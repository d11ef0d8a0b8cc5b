//! Repository for the `properties` table and its amenity links.

use estatia_core::listing::STATUS_DRAFT;
use estatia_core::naming::slugify;
use estatia_core::pagination::{clamp_limit, clamp_offset, DEFAULT_PAGE_LIMIT, MAX_PAGE_LIMIT};
use estatia_core::types::DbId;
use sqlx::PgPool;

use crate::models::amenity::Amenity;
use crate::models::property::{CreateProperty, Property, PropertyFilter, UpdateProperty};

/// Column list for properties queries.
const COLUMNS: &str = "id, title, slug, description, price, area_sqm, bedrooms, bathrooms, \
                       address, status, listing_kind, city_id, property_type_id, \
                       created_at, updated_at";

/// CRUD operations for property listings.
pub struct PropertyRepo;

impl PropertyRepo {
    /// List listings matching the filter, newest first, paginated.
    ///
    /// Absent filter fields match everything.
    pub async fn list(
        pool: &PgPool,
        filter: &PropertyFilter,
    ) -> Result<Vec<Property>, sqlx::Error> {
        let limit = clamp_limit(filter.limit, DEFAULT_PAGE_LIMIT, MAX_PAGE_LIMIT);
        let offset = clamp_offset(filter.offset);

        let query = format!(
            "SELECT {COLUMNS} FROM properties
             WHERE ($1::bigint IS NULL OR city_id = $1)
               AND ($2::bigint IS NULL OR property_type_id = $2)
               AND ($3::text IS NULL OR status = $3)
             ORDER BY created_at DESC
             LIMIT $4 OFFSET $5"
        );
        sqlx::query_as::<_, Property>(&query)
            .bind(filter.city_id)
            .bind(filter.property_type_id)
            .bind(&filter.status)
            .bind(limit)
            .bind(offset)
            .fetch_all(pool)
            .await
    }

    /// Find a listing by its ID.
    pub async fn find_by_id(pool: &PgPool, id: DbId) -> Result<Option<Property>, sqlx::Error> {
        let query = format!("SELECT {COLUMNS} FROM properties WHERE id = $1");
        sqlx::query_as::<_, Property>(&query)
            .bind(id)
            .fetch_optional(pool)
            .await
    }

    /// Find a listing by its public slug.
    pub async fn find_by_slug(
        pool: &PgPool,
        slug: &str,
    ) -> Result<Option<Property>, sqlx::Error> {
        let query = format!("SELECT {COLUMNS} FROM properties WHERE slug = $1");
        sqlx::query_as::<_, Property>(&query)
            .bind(slug)
            .fetch_optional(pool)
            .await
    }

    /// Check whether a listing exists without fetching the row.
    pub async fn verify_exists(pool: &PgPool, id: DbId) -> Result<bool, sqlx::Error> {
        sqlx::query_scalar::<_, bool>("SELECT EXISTS(SELECT 1 FROM properties WHERE id = $1)")
            .bind(id)
            .fetch_one(pool)
            .await
    }

    /// Create a new listing, returning the created row.
    ///
    /// The slug is derived from the title unless supplied explicitly;
    /// status defaults to draft.
    pub async fn create(pool: &PgPool, input: &CreateProperty) -> Result<Property, sqlx::Error> {
        let slug = input.slug.clone().unwrap_or_else(|| slugify(&input.title));
        let status = input.status.as_deref().unwrap_or(STATUS_DRAFT);
        let query = format!(
            "INSERT INTO properties (title, slug, description, price, area_sqm, bedrooms,
                                     bathrooms, address, status, listing_kind, city_id,
                                     property_type_id)
             VALUES ($1, $2, $3, $4, $5, $6, $7, $8, $9, $10, $11, $12)
             RETURNING {COLUMNS}"
        );
        sqlx::query_as::<_, Property>(&query)
            .bind(&input.title)
            .bind(slug)
            .bind(&input.description)
            .bind(input.price)
            .bind(input.area_sqm)
            .bind(input.bedrooms)
            .bind(input.bathrooms)
            .bind(&input.address)
            .bind(status)
            .bind(&input.listing_kind)
            .bind(input.city_id)
            .bind(input.property_type_id)
            .fetch_one(pool)
            .await
    }

    /// Update a listing by ID, returning the updated row.
    pub async fn update(
        pool: &PgPool,
        id: DbId,
        input: &UpdateProperty,
    ) -> Result<Option<Property>, sqlx::Error> {
        let query = format!(
            "UPDATE properties SET
                title = COALESCE($2, title),
                slug = COALESCE($3, slug),
                description = COALESCE($4, description),
                price = COALESCE($5, price),
                area_sqm = COALESCE($6, area_sqm),
                bedrooms = COALESCE($7, bedrooms),
                bathrooms = COALESCE($8, bathrooms),
                address = COALESCE($9, address),
                status = COALESCE($10, status),
                listing_kind = COALESCE($11, listing_kind),
                city_id = COALESCE($12, city_id),
                property_type_id = COALESCE($13, property_type_id),
                updated_at = now()
             WHERE id = $1
             RETURNING {COLUMNS}"
        );
        sqlx::query_as::<_, Property>(&query)
            .bind(id)
            .bind(&input.title)
            .bind(&input.slug)
            .bind(&input.description)
            .bind(input.price)
            .bind(input.area_sqm)
            .bind(input.bedrooms)
            .bind(input.bathrooms)
            .bind(&input.address)
            .bind(&input.status)
            .bind(&input.listing_kind)
            .bind(input.city_id)
            .bind(input.property_type_id)
            .fetch_optional(pool)
            .await
    }

    /// Delete a listing by ID. Returns `true` if a row was deleted.
    pub async fn delete(pool: &PgPool, id: DbId) -> Result<bool, sqlx::Error> {
        let result = sqlx::query("DELETE FROM properties WHERE id = $1")
            .bind(id)
            .execute(pool)
            .await?;
        Ok(result.rows_affected() > 0)
    }

    /// Amenities attached to a listing, ordered by name.
    pub async fn amenities(pool: &PgPool, property_id: DbId) -> Result<Vec<Amenity>, sqlx::Error> {
        sqlx::query_as::<_, Amenity>(
            "SELECT a.id, a.name, a.icon, a.created_at, a.updated_at
             FROM amenities a
             JOIN property_amenities pa ON pa.amenity_id = a.id
             WHERE pa.property_id = $1
             ORDER BY a.name ASC",
        )
        .bind(property_id)
        .fetch_all(pool)
        .await
    }

    /// Replace a listing's amenity links with the given set.
    ///
    /// Runs in a transaction so concurrent readers never observe a
    /// half-replaced link set.
    pub async fn set_amenities(
        pool: &PgPool,
        property_id: DbId,
        amenity_ids: &[DbId],
    ) -> Result<(), sqlx::Error> {
        let mut tx = pool.begin().await?;

        sqlx::query("DELETE FROM property_amenities WHERE property_id = $1")
            .bind(property_id)
            .execute(&mut *tx)
            .await?;

        if !amenity_ids.is_empty() {
            sqlx::query(
                "INSERT INTO property_amenities (property_id, amenity_id)
                 SELECT $1, unnest($2::bigint[])",
            )
            .bind(property_id)
            .bind(amenity_ids)
            .execute(&mut *tx)
            .await?;
        }

        tx.commit().await
    }
}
________________
Exercise description: Copy the lines of the entries above that mention "bathrooms".

Output below:
const COLUMNS: &str = "id, title, slug, description, price, area_sqm, bedrooms, bathrooms, \
                                     bathrooms, address, status, listing_kind, city_id,
            .bind(input.bathrooms)
                bathrooms = COALESCE($8, bathrooms),
            .bind(input.bathrooms)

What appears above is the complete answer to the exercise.